Measuring the Impact of Poor Quality on Customer LoyaltyPublished: May 24, 1999 in Knowledge@Wharton
How do you figure the cost of a failure in a vendor's quality, such as a grocery store being out of milk or a passenger plane arriving an hour late? Assuming customers can defect to a competitor, such failures do carry a measurable cost.
Frequently, however, attempts to model the cost of malfunctions in products or services treat their customers' response as if it were some simply defined, stationary mathematical function. These models try to put quality costs in terms of, say, the number of units of demand lost any one stockout or the number of minutes any single plane is delayed. Their big drawback is that they do not measure the cumulative impact that repeated failures can have on customers' attitudes toward a supplier.
Noah Gans of the Wharton School's Operations and Information Management Department has developed analyses that offer a more elaborate description of the effect of quality on customer loyalty: the actual quality of the supplier, the customer's ability to distinguish between good and bad suppliers, and the customer's prior beliefs about a supplier. What makes Gans's analysis different from the more traditional operational models is that Gans actually models customer demand.
The most practical feature of the model for suppliers of all kinds is that they can use it to help develop effective quality strategies. Here are some of the most important findings suggested by the model of how consumers choose a supplier based on quality:
1. A dominant, high-quality supplier would see increasing revenue returns from raising its quality. Meanwhile, a smaller, lower quality competitor would see decreasing revenue. So how does the lower quality supplier compete? Ironically, it may actually be to the advantage of the lower-quality firm to teach customers (through advertising and promotion) to be more discriminating. While a more discriminating customer would find the lower-quality firm less adequate on an absolute scale, the negative effect of greater customer discrimination would be even stronger on the quality leader: The more discriminating the consumer, the more the quality leader looks like its low-quality competitors.
2. The model shows there are increasing returns in customer loyalty in exchange for a supplier's improvements in quality. For that reason, increasing revenues motivate suppliers to improve their quality levels. Because of cost considerations, however, there is a limit on how much vendors can afford to improve quality. This leads to a second irony: As a practical matter, for suppliers that compete on quality, the best strategy is to match the quality level of competitors. In this way, suppliers actually avoid quality competition.
3. Because the customer's expectations of quality have a big influence on where he or she will shop, the model illustrates the benefits of advertising and promotion. For instance, advertising may improve the consumer's "prior beliefs," that is, assumptions, about the quality of a supplier.

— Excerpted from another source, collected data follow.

/// Line items of an order with their products, in request order.
fn select_line_items(conn: &Connection, order_id: Uuid) -> Result<Vec<LineItemDetails>> {
  let mut stmt = conn.prepare(&format!(
    "SELECT {LINE_ITEM_COLUMNS},
            p.product_id, p.brand, p.model, p.kind, p.price, p.features,
            p.suitable_loss_levels, p.in_stock, p.created_at
     FROM line_items li
     JOIN products p ON p.product_id = li.product_id
     WHERE li.order_id = ?1
     ORDER BY li.position"
  ))?;

  let raws = stmt
    .query_map(params![encode_uuid(order_id)], |row| {
      Ok((RawLineItem::from_row(row)?, RawProduct::from_row(row, 6)?))
    })?
    .collect::<rusqlite::Result<Vec<_>>>()?;

  raws
    .into_iter()
    .map(|(item, product)| {
      Ok(LineItemDetails {
        item:    item.into_line_item()?,
        product: product.into_product()?,
      })
    })
    .collect()
}

/// Assemble the read model for `order`.
fn hydrate(conn: &Connection, order: Order) -> Result<OrderDetails> {
  let customer = select_customer(conn, order.customer_id)?
    .ok_or(CoreError::CustomerNotFound(order.customer_id))?;
  let items = select_line_items(conn, order.order_id)?;
  Ok(OrderDetails { order, customer, items })
}

fn exists(conn: &Connection, sql: &str, id: Uuid) -> Result<bool> {
  Ok(
    conn
      .query_row(sql, params![encode_uuid(id)], |_| Ok(true))
      .optional()?
      .unwrap_or(false),
  )
}

fn require_customer(conn: &Connection, id: Uuid) -> Result<()> {
  if !exists(conn, "SELECT 1 FROM customers WHERE customer_id = ?1", id)? {
    return Err(CoreError::CustomerNotFound(id).into());
  }
  Ok(())
}

/// Resolve an order referenced by an appointment. Ownership by `customer_id`
/// is not required; a mismatch is only logged.
fn check_appointment_order(conn: &Connection, order_id: Uuid, customer_id: Uuid) -> Result<()> {
  let order = select_order(conn, order_id)?.ok_or(CoreError::OrderNotFound(order_id))?;
  if order.customer_id != customer_id {
    tracing::warn!(
      %order_id,
      %customer_id,
      owner = %order.customer_id,
      "appointment references an order of another customer"
    );
  }
  Ok(())
}
//! Demo data for a fresh database.

use clinic_core::{
  customer::{HearingLossLevel, NewCustomer},
  product::{HearingAidType, NewProduct},
  store::{ClinicStore, StoreError as _},
};
use rust_decimal::Decimal;

type CoreError = clinic_core::Error;

/// Insert the demo catalog and customer when the catalog is empty.
///
/// Returns `true` if the catalog was written. The products go in as one
/// batch, so the emptiness check sees either all of them or none. A demo
/// customer whose email is already registered is left as it is.
pub async fn seed_demo_data<S: ClinicStore>(store: &S) -> Result<bool, S::Error> {
  if !store.list_products().await?.is_empty() {
    tracing::debug!("catalog already populated; skipping demo seed");
    return Ok(false);
  }

  let products = store.add_products(demo_catalog()).await?;
  tracing::info!(count = products.len(), "seeded demo catalog");

  match store.add_customer(demo_customer()).await {
    Ok(customer) => {
      tracing::info!(customer_id = %customer.customer_id, "seeded demo customer");
    }
    Err(e) if matches!(e.domain(), Some(CoreError::DuplicateEmail(_))) => {
      tracing::debug!("demo customer already registered");
    }
    Err(e) => return Err(e),
  }
  Ok(true)
}

fn demo_customer() -> NewCustomer {
  NewCustomer {
    first_name:         "John".to_string(),
    last_name:          "Smith".to_string(),
    email:              "john@email.com".to_string(),
    phone:              Some("5550123".to_string()),
    address:            None,
    hearing_loss_level: HearingLossLevel::Moderate,
    budget:             Decimal::from(70_000),
    has_insurance:      true,
  }
}

fn demo_catalog() -> Vec<NewProduct> {
  vec![
    NewProduct {
      brand:                "Signia".to_string(),
      model:                "IX".to_string(),
      kind:                 HearingAidType::Ite,
      price:                Decimal::from(30_000),
      features:             vec!["basic_amplification".to_string()],
      suitable_loss_levels: vec![HearingLossLevel::Mild, HearingLossLevel::Moderate],
      in_stock:             10,
    },
    NewProduct {
      brand:                "Signia".to_string(),
      model:                "Styletto".to_string(),
      kind:                 HearingAidType::Bte,
      price:                Decimal::from(64_000),
      features:             vec!["bluetooth".to_string()],
      suitable_loss_levels: vec![HearingLossLevel::Moderate, HearingLossLevel::Severe],
      in_stock:             5,
    },
  ]
}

By the same token, a merchant may also benefit from negative publicity about an alternative supplier. After all, the expected duration of a customer's loyalty increases with the consumer's prior belief that a given supplier is good. Conversely, the probability that a customer will defect to a competitor increases with the consumer's prior belief that the supplier's competition is better. But these beliefs are typically not very strong or long-lived. No supplier can rely on a customer's eternal loyalty. In fact, marginal changes in a consumer's prior beliefs may be easiest to obtain for suppliers that appear to be "average" to consumers.
4. Suppliers' abilities to change prices may be limited. So, in deciding what is the proper level of quality to set, a supplier must trade off revenues with costs. Costs increase with the level of quality offered, but a supplier's quality strategy is also influenced by revenue growth in response to changes in quality. The optimal action for suppliers, then, is to choose a quality level for which the marginal revenue from a quality improvement equals the marginal cost of the change.
The cost model presented by Gans is more abstract than that found in more traditional operational models. Nonetheless, it provides a valuable alternative to traditional inventory models that do not explicitly include the effects of poor quality on demand.